[Collected data]
- Opening Delimiter -

// ==========================================
// 合金配料系统 - 引擎层错误类型
// ==========================================
// 红线: 所有失败以具名错误返回调用方，引擎内部不重试
// 工具: thiserror 派生宏
// ==========================================

use thiserror::Error;

/// 配料引擎错误类型
#[derive(Error, Debug, Clone, PartialEq)]
pub enum BlendError {
    // ===== 优化链路 =====
    #[error("成分要求无效: {0}")]
    InvalidRequirement(String),

    #[error("无可行配方: {0}")]
    NoFeasibleRecipe(String),

    #[error("求解器失败: {0}")]
    SolverFailure(String),

    // ===== 投料执行 =====
    #[error("投料请求无效: {0}")]
    InvalidExecutionRequest(String),

    #[error("原料不存在: {material_name}")]
    MaterialNotFound { material_name: String },

    #[error("库存不足: material={material_name}, required={required_kg:.3}kg, available={available_kg:.3}kg")]
    InsufficientStock {
        material_name: String,
        required_kg: f64,
        available_kg: f64,
    },

    #[error("投料事务已回滚: {0}")]
    TransactionAbort(String),
}

/// Result 类型别名
pub type BlendResult<T> = Result<T, BlendError>;

#[cfg(test)]
mod tests {
    use super::*;

    #[test]
    fn test_insufficient_stock_message_names_quantities() {
        let err = BlendError::InsufficientStock {
            material_name: "硅铁".to_string(),
            required_kg: 175.0,
            available_kg: 100.0,
        };
        let msg = err.to_string();
        assert!(msg.contains("硅铁"));
        assert!(msg.contains("175.000"));
        assert!(msg.contains("100.000"));
    }
}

- Closing Delimiter -

Assigned task =>
Please write out each entry shown above exactly as given.

Response to the task =>
// ==========================================
// 合金配料系统 - 引擎层错误类型
// ==========================================
// 红线: 所有失败以具名错误返回调用方，引擎内部不重试
// 工具: thiserror 派生宏
// ==========================================

use thiserror::Error;

/// 配料引擎错误类型
#[derive(Error, Debug, Clone, PartialEq)]
pub enum BlendError {
    // ===== 优化链路 =====
    #[error("成分要求无效: {0}")]
    InvalidRequirement(String),

    #[error("无可行配方: {0}")]
    NoFeasibleRecipe(String),

    #[error("求解器失败: {0}")]
    SolverFailure(String),

    // ===== 投料执行 =====
    #[error("投料请求无效: {0}")]
    InvalidExecutionRequest(String),

    #[error("原料不存在: {material_name}")]
    MaterialNotFound { material_name: String },

    #[error("库存不足: material={material_name}, required={required_kg:.3}kg, available={available_kg:.3}kg")]
    InsufficientStock {
        material_name: String,
        required_kg: f64,
        available_kg: f64,
    },

    #[error("投料事务已回滚: {0}")]
    TransactionAbort(String),
}

/// Result 类型别名
pub type BlendResult<T> = Result<T, BlendError>;

#[cfg(test)]
mod tests {
    use super::*;

    #[test]
    fn test_insufficient_stock_message_names_quantities() {
        let err = BlendError::InsufficientStock {
            material_name: "硅铁".to_string(),
            required_kg: 175.0,
            available_kg: 100.0,
        };
        let msg = err.to_string();
        assert!(msg.contains("硅铁"));
        assert!(msg.contains("175.000"));
        assert!(msg.contains("100.000"));
    }
}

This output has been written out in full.